Le monument dit de la mosquée de l'arsenal des galères ou de la mosquée des galériens turcs est un édifice situé dans le parc Valbelle, dans le 8e arrondissement de Marseille, en France.
Quelques éléments de son histoire
On a longtemps considéré que ce bâtiment était un vestige de l'ancienne mosquée du cimetière de l'arsenal des galères dit des « Turcs esclaves du roi » et des galériens, construite au début du XVIIIe siècle pour les esclaves et forçatsottomans[1], puis transformée en kiosque après de nombreux transferts et changements de propriétaires[2].
Le kiosque Bonaparte.

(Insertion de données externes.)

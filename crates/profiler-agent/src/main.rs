//! Profiler agent - adaptive profiling trigger and upload pipeline
//!
//! Samples this host's process statistics, opens a capture window when an
//! alert fires and ships the recording to the ingestion endpoint.

use anyhow::Result;
use profiler_agent::{api, config};
use profiler_lib::{
    capture::{CommandCaptureBackend, CommandCaptureConfig},
    health::HealthRegistry,
    observability::{ProfilerMetrics, StructuredLogger},
    platform,
    sampler::SamplingLoopBuilder,
    stats::create_stats_readers,
    upload::{HttpUploadTransport, SharedAppId, UploadPipeline},
    AlertingConfigHandle, CollectionScheduler, UploadResult,
};
use std::sync::Arc;
use tokio::sync::broadcast;
use tracing::{info, warn};
use tracing_subscriber::{fmt, prelude::*, EnvFilter};

const AGENT_VERSION: &str = env!("CARGO_PKG_VERSION");

#[tokio::main]
async fn main() -> Result<()> {
    // Initialize tracing with JSON output and env filter
    tracing_subscriber::registry()
        .with(EnvFilter::try_from_default_env().unwrap_or_else(|_| EnvFilter::new("info")))
        .with(fmt::layer().json())
        .init();

    info!("Starting profiler-agent");

    let config = config::AgentConfig::load()?;
    let alerting = config.alerting_configuration()?;
    let configuration = AlertingConfigHandle::new(alerting);

    let os = platform::current_platform();
    let logger = StructuredLogger::new(&config.service_name);
    logger.log_startup(AGENT_VERSION, os.map(|p| p.description()));

    let health_registry = HealthRegistry::new();
    health_registry.register_pipeline().await;
    let metrics = ProfilerMetrics::new();

    // Uploads
    let app_id = SharedAppId::new();
    match &config.app_id {
        Some(id) => app_id.set(id.clone()),
        None => warn!("No app id configured, captures will not be uploaded"),
    }
    let transport = HttpUploadTransport::builder()
        .endpoint(&config.ingestion_endpoint)
        .max_retries(config.upload_max_retries)
        .request_timeout(config.upload_timeout())
        .platform(os.map(|p| p.description()))
        .build()?;
    let pipeline = Arc::new(
        UploadPipeline::new(Arc::new(transport), Arc::new(app_id))
            .with_health(health_registry.clone())
            .with_service(&config.service_name),
    );

    // Captures
    tokio::fs::create_dir_all(&config.capture_dir).await?;
    let backend = CommandCaptureBackend::new(CommandCaptureConfig::new(
        &config.capture_program,
        config.capture_args(),
        &config.capture_dir,
    ));
    let scheduler = CollectionScheduler::builder()
        .backend(Arc::new(backend))
        .sink(pipeline.clone())
        .completion_listener(Arc::new(|result: UploadResult| {
            info!(
                stamp_id = result.stamp_id.as_deref().unwrap_or(""),
                bytes = result.uploaded_bytes,
                "Profile available"
            );
        }))
        .health(health_registry.clone())
        .service(&config.service_name)
        .build()?;

    // Sampling
    let (sampling_loop, breaches) = SamplingLoopBuilder::new()
        .readers(create_stats_readers(os, &config.proc_root))
        .configuration(configuration.clone())
        .interval(config.sampling_interval())
        .buffer_size(config.breach_buffer)
        .health(health_registry.clone())
        .service(&config.service_name)
        .build()?;

    let (shutdown_tx, _) = broadcast::channel(1);

    let app_state = Arc::new(
        api::AppState::new(health_registry.clone(), metrics, configuration)
            .with_scheduler(scheduler.clone())
            .with_pipeline(pipeline.clone()),
    );

    let sampler_handle = tokio::spawn(sampling_loop.run(shutdown_tx.subscribe()));
    let scheduler_handle = tokio::spawn(scheduler.run(breaches, shutdown_tx.subscribe()));
    let api_handle = tokio::spawn(api::serve(
        config.api_port,
        app_state,
        shutdown_tx.subscribe(),
    ));

    health_registry.set_ready(true).await;

    tokio::signal::ctrl_c().await?;
    logger.log_shutdown("SIGINT received");
    health_registry.set_ready(false).await;
    let _ = shutdown_tx.send(());

    let _ = sampler_handle.await;
    let _ = scheduler_handle.await;
    let abandoned = pipeline.shutdown(config.shutdown_timeout()).await;
    if abandoned > 0 {
        warn!(
            abandoned = abandoned,
            "Shut down with uploads still in flight"
        );
    }
    match api_handle.await {
        Ok(Err(e)) => warn!(error = %e, "API server stopped with error"),
        Err(e) => warn!(error = %e, "API server task failed"),
        Ok(Ok(())) => {}
    }

    info!("Shutdown complete");
    Ok(())
}
//! Agent configuration

use std::path::PathBuf;
use std::time::Duration;

use anyhow::{Context, Result};
use chrono::{DateTime, Utc};
use profiler_lib::config::{
    AlertConfiguration, AlertingConfiguration, CollectionPlanConfiguration, DefaultConfiguration,
    EngineMode,
};
use profiler_lib::Signal;
use serde::Deserialize;

/// Agent configuration
#[derive(Debug, Clone, Deserialize)]
pub struct AgentConfig {
    /// Service name attached to structured log events
    #[serde(default = "default_service_name")]
    pub service_name: String,

    /// API server port for health/metrics
    #[serde(default = "default_api_port")]
    pub api_port: u16,

    /// Root of the procfs mount the stats readers use
    #[serde(default = "default_proc_root")]
    pub proc_root: PathBuf,

    /// Sampling cadence in seconds
    #[serde(default = "default_sampling_interval")]
    pub sampling_interval_secs: u64,

    /// Breaches buffered between sampler and scheduler
    #[serde(default = "default_breach_buffer")]
    pub breach_buffer: usize,

    #[serde(default)]
    pub cpu_alert_enabled: bool,
    #[serde(default = "default_threshold")]
    pub cpu_threshold: f64,
    #[serde(default = "default_profile_duration")]
    pub cpu_profile_duration_secs: u64,
    #[serde(default = "default_cooldown")]
    pub cpu_cooldown_secs: u64,

    #[serde(default)]
    pub memory_alert_enabled: bool,
    #[serde(default = "default_threshold")]
    pub memory_threshold: f64,
    #[serde(default = "default_profile_duration")]
    pub memory_profile_duration_secs: u64,
    #[serde(default = "default_cooldown")]
    pub memory_cooldown_secs: u64,

    /// Periodic default collection
    #[serde(default)]
    pub periodic_enabled: bool,
    #[serde(default = "default_periodic_interval")]
    pub periodic_interval_secs: u64,
    #[serde(default = "default_profile_duration")]
    pub periodic_profile_duration_secs: u64,

    /// Immediate collection plan; disabled unless a moniker is set
    #[serde(default)]
    pub plan_moniker: Option<String>,
    /// RFC 3339 expiration of the plan
    #[serde(default)]
    pub plan_expiration: Option<String>,
    #[serde(default = "default_profile_duration")]
    pub plan_duration_secs: u64,

    /// Profile ingestion endpoint
    #[serde(default = "default_ingestion_endpoint")]
    pub ingestion_endpoint: String,

    /// Application id; uploads are skipped until one is known
    #[serde(default)]
    pub app_id: Option<String>,

    #[serde(default = "default_upload_retries")]
    pub upload_max_retries: u32,
    #[serde(default = "default_upload_timeout")]
    pub upload_timeout_secs: u64,

    /// Profiler command; `{pid}`, `{output}` and `{duration}` are expanded
    #[serde(default = "default_capture_program")]
    pub capture_program: String,
    /// Whitespace-separated argument template
    #[serde(default = "default_capture_args")]
    pub capture_args: String,
    #[serde(default = "default_capture_dir")]
    pub capture_dir: PathBuf,

    /// How long shutdown waits for in-flight uploads
    #[serde(default = "default_shutdown_timeout")]
    pub shutdown_timeout_secs: u64,
}

fn default_service_name() -> String {
    "profiler-agent".to_string()
}

fn default_api_port() -> u16 {
    8080
}

fn default_proc_root() -> PathBuf {
    PathBuf::from("/proc")
}

fn default_sampling_interval() -> u64 {
    5
}

fn default_breach_buffer() -> usize {
    16
}

fn default_threshold() -> f64 {
    80.0
}

fn default_profile_duration() -> u64 {
    120
}

fn default_cooldown() -> u64 {
    300
}

fn default_periodic_interval() -> u64 {
    3600
}

fn default_ingestion_endpoint() -> String {
    "http://localhost:9090".to_string()
}

fn default_upload_retries() -> u32 {
    3
}

fn default_upload_timeout() -> u64 {
    60
}

fn default_capture_program() -> String {
    "perf".to_string()
}

fn default_capture_args() -> String {
    "record -g -p {pid} -o {output} -- sleep {duration}".to_string()
}

fn default_capture_dir() -> PathBuf {
    std::env::temp_dir().join("profiler-agent")
}

fn default_shutdown_timeout() -> u64 {
    30
}

impl AgentConfig {
    /// Load configuration from `PROFILER_*` environment variables
    pub fn load() -> Result<Self> {
        let env = config::Environment::with_prefix("PROFILER")
            .try_parsing(true);
        Self::from_source(env)
    }

    fn from_source<S>(source: S) -> Result<Self>
    where
        S: config::Source + Send + Sync + 'static,
    {
        let config = config::Config::builder().add_source(source).build()?;
        config
            .try_deserialize()
            .context("Invalid profiler agent configuration")
    }

    pub fn sampling_interval(&self) -> Duration {
        Duration::from_secs(self.sampling_interval_secs)
    }

    pub fn upload_timeout(&self) -> Duration {
        Duration::from_secs(self.upload_timeout_secs)
    }

    pub fn shutdown_timeout(&self) -> Duration {
        Duration::from_secs(self.shutdown_timeout_secs)
    }

    pub fn capture_args(&self) -> Vec<String> {
        self.capture_args
            .split_whitespace()
            .map(str::to_string)
            .collect()
    }

    /// Build the validated alerting snapshot these settings describe
    pub fn alerting_configuration(&self) -> Result<AlertingConfiguration> {
        let cpu = AlertConfiguration::builder(Signal::Cpu)
            .enabled(self.cpu_alert_enabled)
            .threshold(self.cpu_threshold)
            .profile_duration(Duration::from_secs(self.cpu_profile_duration_secs))
            .cooldown(Duration::from_secs(self.cpu_cooldown_secs))
            .build()?;

        let memory = AlertConfiguration::builder(Signal::Memory)
            .enabled(self.memory_alert_enabled)
            .threshold(self.memory_threshold)
            .profile_duration(Duration::from_secs(self.memory_profile_duration_secs))
            .cooldown(Duration::from_secs(self.memory_cooldown_secs))
            .build()?;

        let periodic = DefaultConfiguration::new(
            self.periodic_enabled,
            Duration::from_secs(self.periodic_interval_secs),
            Duration::from_secs(self.periodic_profile_duration_secs),
        )?;

        let mut builder = AlertingConfiguration::builder()
            .cpu_alert(cpu)
            .memory_alert(memory)
            .default_configuration(periodic);

        if let Some(moniker) = &self.plan_moniker {
            let expiration = match &self.plan_expiration {
                Some(raw) => DateTime::parse_from_rfc3339(raw)
                    .with_context(|| format!("Invalid plan expiration `{raw}`"))?
                    .with_timezone(&Utc),
                None => anyhow::bail!("plan_expiration is required with plan_moniker"),
            };
            builder = builder.collection_plan(CollectionPlanConfiguration::new(
                true,
                EngineMode::Immediate,
                expiration,
                Duration::from_secs(self.plan_duration_secs),
                moniker.clone(),
            )?);
        }

        Ok(builder.build()?)
    }
}
//! Data models for discovered links and retrieved files.

mod file;
mod link;

pub use file::{ArchiveManifest, RetrievedFile};
pub use link::{AnexoIdentity, CandidateLink, DiscoveredLink, DiscoverySet, InsertOutcome};
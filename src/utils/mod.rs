//! Shared utility functions.
//!
//! - `filename`: file name sanitizing and label cleanup

mod filename;

pub use filename::{clean_label_filename, sanitize_filename, split_extension};
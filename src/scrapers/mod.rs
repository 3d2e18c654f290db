//! Link extractors for the attachment page.
//!
//! Two strategies share one capability trait: a cheap static parse and a
//! headless-browser render. Both classify anchors the same way.

pub mod browser;
pub mod classify;
pub mod extract;
mod http_client;
pub mod static_page;

pub use browser::{BrowserEngineConfig, BrowserError, DynamicExtractor};
pub use classify::{Classification, Classifier, MatchTier};
pub use extract::{ExtractionPass, RenderedAnchor};
pub use http_client::{resolve_user_agent, HttpClient, DOCUMENT_ACCEPT, USER_AGENT};
pub use static_page::StaticExtractor;

use async_trait::async_trait;
use reqwest::StatusCode;
use thiserror::Error;
use url::Url;

use crate::models::DiscoveredLink;

/// Errors fetching a page or document over HTTP.
#[derive(Debug, Error)]
pub enum ScrapeError {
    #[error("HTTP error: {0}")]
    Http(#[from] reqwest::Error),

    #[error("Unexpected status: {0}")]
    Status(StatusCode),

    #[error("Invalid URL: {0}")]
    InvalidUrl(#[from] url::ParseError),
}

/// A strategy that finds attachment links on a page.
///
/// Implementations never fail outward: problems are logged and an empty
/// list is returned.
#[async_trait]
pub trait LinkExtractor: Send + Sync {
    /// Short name used in logs.
    fn name(&self) -> &'static str;

    /// Links found on `page_url`, at most one per identity and per URL.
    async fn extract_links(&self, page_url: &Url) -> Vec<DiscoveredLink>;
}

Stéréophotographie de Furne Fils et H. Tournier, actifs entre 1857-1864
Mais, depuis les années 1990, des études comme celle de Régis Bertrand ont revu la destination initiale du monument visible dans le parc Valbelle (ou « de la Villa Valbelle »), au numéro 584 de l'avenue du Prado. Il s'agirait d'une chapelle privée constituée en 1927 par l'industriel Paul Rouvière[3] avec les restes d'une villa située au 291 de la rue Paradis[4], détruite en 1926. Enfin, les pierres de cette dernière provenaient du deuxième étage du « Kiosque Bonaparte[5] », une guinguette à l'architecture orientalisante édifiée dans le jardin de la Colline par l'ingénieur civil Léon Cahier en 1860-1861 et elle-même détruite en 1885.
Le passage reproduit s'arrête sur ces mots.